We’ve seen disability cases before where staffers’ allergic reactions to perfumes or colognes cause problems. But this company’s actions, if true, were particularly heinous for this nurse.
From 2001 to 2011, Hannah Mitter worked as a registered nurse at the DuPage County Jail in Illinois.
In 2008, Mitter began to suffer from extreme sensitivity and allergies to perfumes, colognes, chemicals, and other scented substances and objects. Exposure to those scents caused Mitte:
- extreme dizziness
- breathing difficulties, headaches
- increased blood pressure
- heart palpitations
- floaters and light in vision of sight
- facial swelling, and
- burning, itchy and watery eyes.
The symptoms greatly affected Mitter’s ability to perform her job duties, and, more than once, Mitter had to leave work due to an allergy flare-up.
The dentist did it
Later that year, jail employees began to hang and spray air fresheners throughout the jail. Mitter reported her allergies, symptoms and co-workers’ conduct to the director of nursing, and she told the sheriff’s office that she was having trouble performing her job duties and asked to be accommodated. The sheriff’s office didn’t respond.
Come 2010, Blaine Cusack, the jail’s dentist, started to use natural dental products with strong odors, to leave open bottles of bleach in his office and to spray the medical office with fragrance. On one occasion, Cusack hung gauze soaked in a fragrant solution from the dental office ventilators, and did not remove the gauze until the following day.
He called her ‘psycho’
Mitter continued to experience symptoms and illness from exposure to workplace scents, and continued to report her symptoms to the sheriff’s office and to request accommodations.
At one point, Mitter saw her doctor and provided a doctor’s note to the sheriff’s office regarding her allergies.

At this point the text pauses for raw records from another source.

//! Handlers shared by every collection: load, validate, write, respond.
//!
//! Entities with extra rules (uniqueness, cross-record checks) have their own
//! modules and reuse the helpers here.

use axum::Json;
use axum::extract::{Extension, Path, State};
use uuid::Uuid;

use odonto_core::models::patient::Patient;
use odonto_core::models::{Document, Record};
use odonto_storage::error::StorageError;
use odonto_storage::unique::{ClaimChanges, ClaimValue};
use odonto_storage::{records, unique};

use crate::error::ApiError;
use crate::middleware::auth::AuthUser;
use crate::state::AppState;

/// Run `T::prepare` against the clinic's current date.
pub async fn prepare<T: Document>(
    state: &AppState,
    clinic_id: Uuid,
    data: &mut T,
) -> Result<(), ApiError> {
    let today = state.today(clinic_id).await?;
    data.prepare(today)?;
    Ok(())
}

/// Referenced records must exist in the same clinic; a dangling id is a
/// validation error on `field`, not a 404 for the request.
pub async fn require_ref<T: Document>(
    state: &AppState,
    clinic_id: Uuid,
    field: &str,
    id: Uuid,
) -> Result<Record<T>, ApiError> {
    match records::get::<T>(&state.s3, state.bucket(), clinic_id, id).await {
        Ok(record) => Ok(record),
        Err(StorageError::NotFound { .. }) => {
            Err(ApiError::invalid(field, "Registro relacionado não encontrado."))
        }
        Err(e) => Err(e.into()),
    }
}

pub async fn require_patient(
    state: &AppState,
    clinic_id: Uuid,
    patient_id: Uuid,
) -> Result<Record<Patient>, ApiError> {
    require_ref::<Patient>(state, clinic_id, "patient_id", patient_id).await
}

pub async fn list<T: Document>(
    State(state): State<AppState>,
    Extension(user): Extension<AuthUser>,
) -> Result<Json<Vec<Record<T>>>, ApiError> {
    let rows = records::list::<T>(&state.s3, state.bucket(), user.clinic_id).await?;
    Ok(Json(rows))
}

pub async fn get<T: Document>(
    State(state): State<AppState>,
    Extension(user): Extension<AuthUser>,
    Path(id): Path<Uuid>,
) -> Result<Json<Record<T>>, ApiError> {
    let record = records::get::<T>(&state.s3, state.bucket(), user.clinic_id, id).await?;
    Ok(Json(record))
}

pub async fn create<T: Document>(
    State(state): State<AppState>,
    Extension(user): Extension<AuthUser>,
    Json(mut data): Json<T>,
) -> Result<Json<Record<T>>, ApiError> {
    prepare(&state, user.clinic_id, &mut data).await?;
    let record = records::insert(&state.s3, state.bucket(), user.clinic_id, data).await?;
    tracing::info!(
        clinic_id = %user.clinic_id,
        collection = T::COLLECTION.as_str(),
        id = %record.id,
        "record created"
    );
    Ok(Json(record))
}

pub async fn update<T: Document>(
    State(state): State<AppState>,
    Extension(user): Extension<AuthUser>,
    Path(id): Path<Uuid>,
    Json(mut data): Json<T>,
) -> Result<Json<Record<T>>, ApiError> {
    let mut record = records::get::<T>(&state.s3, state.bucket(), user.clinic_id, id).await?;
    prepare(&state, user.clinic_id, &mut data).await?;
    record.replace(data, jiff::Timestamp::now());
    records::put(&state.s3, state.bucket(), &record).await?;
    tracing::info!(
        clinic_id = %user.clinic_id,
        collection = T::COLLECTION.as_str(),
        id = %id,
        "record updated"
    );
    Ok(Json(record))
}

pub async fn delete<T: Document>(
    State(state): State<AppState>,
    Extension(user): Extension<AuthUser>,
    Path(id): Path<Uuid>,
) -> Result<Json<()>, ApiError> {
    records::delete::<T>(&state.s3, state.bucket(), user.clinic_id, id).await?;
    tracing::info!(
        clinic_id = %user.clinic_id,
        collection = T::COLLECTION.as_str(),
        id = %id,
        "record deleted"
    );
    Ok(Json(()))
}

/// Claim each present value for `owner`. If one is taken, claims made by this
/// call are released before the conflict is returned.
pub async fn claim_all(
    state: &AppState,
    clinic_id: Uuid,
    owner: Uuid,
    values: &[ClaimValue<'_>],
) -> Result<(), ApiError> {
    let mut claimed = Vec::new();
    for &(field, value) in values {
        let Some(value) = value else { continue };
        if let Err(e) = unique::claim(&state.s3, state.bucket(), clinic_id, field, value, owner).await {
            release_all(state, clinic_id, owner, &claimed).await;
            return Err(e.into());
        }
        claimed.push((field, Some(value)));
    }
    Ok(())
}

/// Best-effort release; failures are logged and leave a stale claim behind.
pub async fn release_all(
    state: &AppState,
    clinic_id: Uuid,
    owner: Uuid,
    values: &[ClaimValue<'_>],
) {
    for &(field, value) in values {
        let Some(value) = value else { continue };
        if let Err(e) = unique::release(&state.s3, state.bucket(), clinic_id, field, value, owner).await {
            tracing::warn!(
                clinic_id = %clinic_id,
                owner = %owner,
                index = field.index(),
                error = %e,
                "failed to release unique claim"
            );
        }
    }
}

/// Write `record`, moving its unique claims from `old` to `new` around the
/// write. Every new value is claimed first; on a conflict or a failed write the
/// new claims are dropped and the old ones are untouched. Old values are only
/// released once the record no longer holds them.
pub async fn put_with_claims<T: Document>(
    state: &AppState,
    record: &Record<T>,
    old: &[ClaimValue<'_>],
    new: &[ClaimValue<'_>],
) -> Result<(), ApiError> {
    let changes = ClaimChanges::between(old, new);
    claim_all(state, record.clinic_id, record.id, &changes.acquire).await?;
    if let Err(e) = records::put(&state.s3, state.bucket(), record).await {
        release_all(state, record.clinic_id, record.id, &changes.acquire).await;
        return Err(e.into());
    }
    release_all(state, record.clinic_id, record.id, &changes.release).await;
    Ok(())
}
use jiff::civil::Date;
use serde::Serialize;

use odonto_core::models::budget::Budget;
use odonto_core::models::patient::Patient;
use odonto_core::models::settings::ClinicSettings;
use odonto_core::money::format_brl;

use crate::contract::{ClinicHeader, ItemLine, PartyBlock, br_date, item_lines};
use crate::error::ExportError;
use crate::render::{Template, render};

/// Printable budget (orçamento) handed to the patient before approval.
#[derive(Debug, Clone, Serialize)]
pub struct BudgetPrint {
    pub clinic: ClinicHeader,
    pub patient: PartyBlock,
    pub dentist: Option<String>,
    pub items: Vec<ItemLine>,
    pub subtotal: String,
    pub discount: Option<String>,
    pub total: String,
    pub valid_until: Option<String>,
    pub notes: Option<String>,
    pub issued_on: String,
}

impl BudgetPrint {
    pub fn build(
        settings: &ClinicSettings,
        patient: &Patient,
        dentist: Option<&str>,
        budget: &Budget,
        issued_on: Date,
    ) -> Self {
        Self {
            clinic: ClinicHeader::from(settings),
            patient: PartyBlock::from(patient),
            dentist: dentist.map(str::to_string),
            items: item_lines(budget),
            subtotal: format_brl(budget.subtotal()),
            discount: (budget.discount > 0.0).then(|| format_brl(budget.discount)),
            total: format_brl(budget.total),
            valid_until: budget.valid_until.map(br_date),
            notes: budget.notes.clone(),
            issued_on: br_date(issued_on),
        }
    }
}

pub fn render_budget_html(data: &BudgetPrint) -> Result<String, ExportError> {
    render(Template::BudgetHtml, data)
}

The sheriff’s office never investigated the dental office fragrances and didn’t otherwise accommodate Mitter’s disability.

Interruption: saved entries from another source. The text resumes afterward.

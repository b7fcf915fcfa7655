use jiff::civil::Date;
use serde::{Deserialize, Serialize};
use ts_rs::TS;
use uuid::Uuid;

use super::Document;
use super::installment::Installment;
use crate::installments::{self, PaymentMethod, Quote, QuoteRequest};
use crate::s3_keys::Collection;
use crate::validation::{ValidationError, blank_to_none};

/// Plano de pagamento: a down payment plus a run of installments.
///
/// All money figures are the ones quoted when the plan was created (or last
/// edited) and are never recomputed from the rates afterwards.
#[derive(Debug, Clone, Serialize, Deserialize, TS)]
#[ts(export)]
pub struct PaymentPlan {
    pub budget_id: Option<Uuid>,
    pub patient_id: Uuid,
    pub total: f64,
    pub down_payment: f64,
    pub installments: u32,
    pub installment_amount: f64,
    pub method: PaymentMethod,
    pub monthly_rate: f64,
    pub total_payable: f64,
    pub interest_amount: f64,
    pub first_due_date: Date,
    #[serde(default)]
    pub status: PlanStatus,
    pub notes: Option<String>,
}

#[derive(Debug, Clone, Copy, Default, PartialEq, Eq, Serialize, Deserialize, TS)]
#[serde(rename_all = "snake_case")]
#[ts(export)]
pub enum PlanStatus {
    #[default]
    Active,
    Completed,
    Cancelled,
}

/// What a client sends to create or edit a plan.
#[derive(Debug, Clone, Serialize, Deserialize, TS)]
#[ts(export)]
pub struct PaymentPlanRequest {
    pub patient_id: Uuid,
    pub budget_id: Option<Uuid>,
    #[serde(flatten)]
    pub quote: QuoteRequest,
    pub first_due_date: Date,
    pub notes: Option<String>,
}

impl PaymentPlan {
    pub fn from_quote(request: &PaymentPlanRequest, quote: &Quote) -> Self {
        Self {
            budget_id: request.budget_id,
            patient_id: request.patient_id,
            total: quote.total,
            down_payment: quote.down_payment,
            installments: quote.installments,
            installment_amount: quote.installment_amount,
            method: quote.method,
            monthly_rate: quote.monthly_rate,
            total_payable: quote.total_payable,
            interest_amount: quote.interest_amount,
            first_due_date: request.first_due_date,
            status: PlanStatus::Active,
            notes: request.notes.clone(),
        }
    }

    /// The persisted quote, exactly as it was computed.
    pub fn quote(&self) -> Quote {
        Quote {
            total: self.total,
            down_payment: self.down_payment,
            financed: crate::money::round_cents(self.total - self.down_payment),
            installments: self.installments,
            method: self.method,
            monthly_rate: self.monthly_rate,
            installment_amount: self.installment_amount,
            total_payable: self.total_payable,
            interest_amount: self.interest_amount,
        }
    }

    /// Build the installment rows for this plan.
    pub fn installment_rows(&self, plan_id: Uuid) -> Result<Vec<Installment>, jiff::Error> {
        let rows = installments::schedule(&self.quote(), self.first_due_date)?
            .into_iter()
            .map(|s| Installment::scheduled(plan_id, self.patient_id, &s, self.method))
            .collect();
        Ok(rows)
    }
}

impl Document for PaymentPlan {
    const COLLECTION: Collection = Collection::PaymentPlans;

    fn prepare(&mut self, _today: Date) -> Result<(), ValidationError> {
        if self.patient_id.is_nil() {
            return Err(ValidationError::new("patient_id", "Selecione o paciente."));
        }
        if self.installments == 0 {
            return Err(ValidationError::new(
                "installments",
                "Informe um valor maior que zero.",
            ));
        }
        self.notes = blank_to_none(self.notes.take());
        Ok(())
    }
}
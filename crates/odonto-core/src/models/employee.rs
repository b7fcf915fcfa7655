use jiff::civil::Date;
use serde::{Deserialize, Serialize};
use ts_rs::TS;

use super::Document;
use crate::money::round_cents;
use crate::s3_keys::Collection;
use crate::validation::{self, ValidationError, blank_to_none};

#[derive(Debug, Clone, Serialize, Deserialize, TS)]
#[ts(export)]
pub struct Employee {
    pub name: String,
    pub role: Option<String>,
    pub salary: Option<f64>,
    pub hire_date: Option<Date>,
    pub phone: Option<String>,
    pub email: Option<String>,
    #[serde(default = "default_active")]
    pub active: bool,
}

fn default_active() -> bool {
    true
}

impl Document for Employee {
    const COLLECTION: Collection = Collection::Employees;

    fn prepare(&mut self, _today: Date) -> Result<(), ValidationError> {
        self.name = self.name.trim().to_string();
        validation::required("name", &self.name)?;
        if let Some(salary) = self.salary {
            validation::non_negative("salary", salary)?;
            self.salary = Some(round_cents(salary));
        }
        self.email = match blank_to_none(self.email.take()) {
            Some(raw) => Some(validation::normalize_email("email", &raw)?),
            None => None,
        };
        self.role = blank_to_none(self.role.take());
        self.phone = blank_to_none(self.phone.take());
        Ok(())
    }
}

The sheriff’s office did ask Cusack to keep the dental office door closed, but after complying for a week, he resumed leaving the door open. Cusack also called Mitter “psycho” for having allergies, made animal noises at her in the hallway, and told her to see a psychiatrist.
In or around February 2011, Mitter reported her continued allergy flare-ups to the Corrections Bureau Health Care Administrator, who told her that she should look for another job due to her disability. Soon after, Mitter was fired for administering an incorrect medication to a patient.
Don’t dismiss seemingly bizarre requests
Mitter then went to the Equal Employment Opportunity Commission, which filed a disability lawsuit on her behalf.
And, just like previous cases involving staffers with disabling scent issues, the court held that Mitter could take her claim to court. That means the company is in for an expensive settlement or a lengthy lawsuit.
What are the lessons from this case? Take every disability accommodation request seriously — and ensure you engage in the interactive process with any worker requesting help or assistance.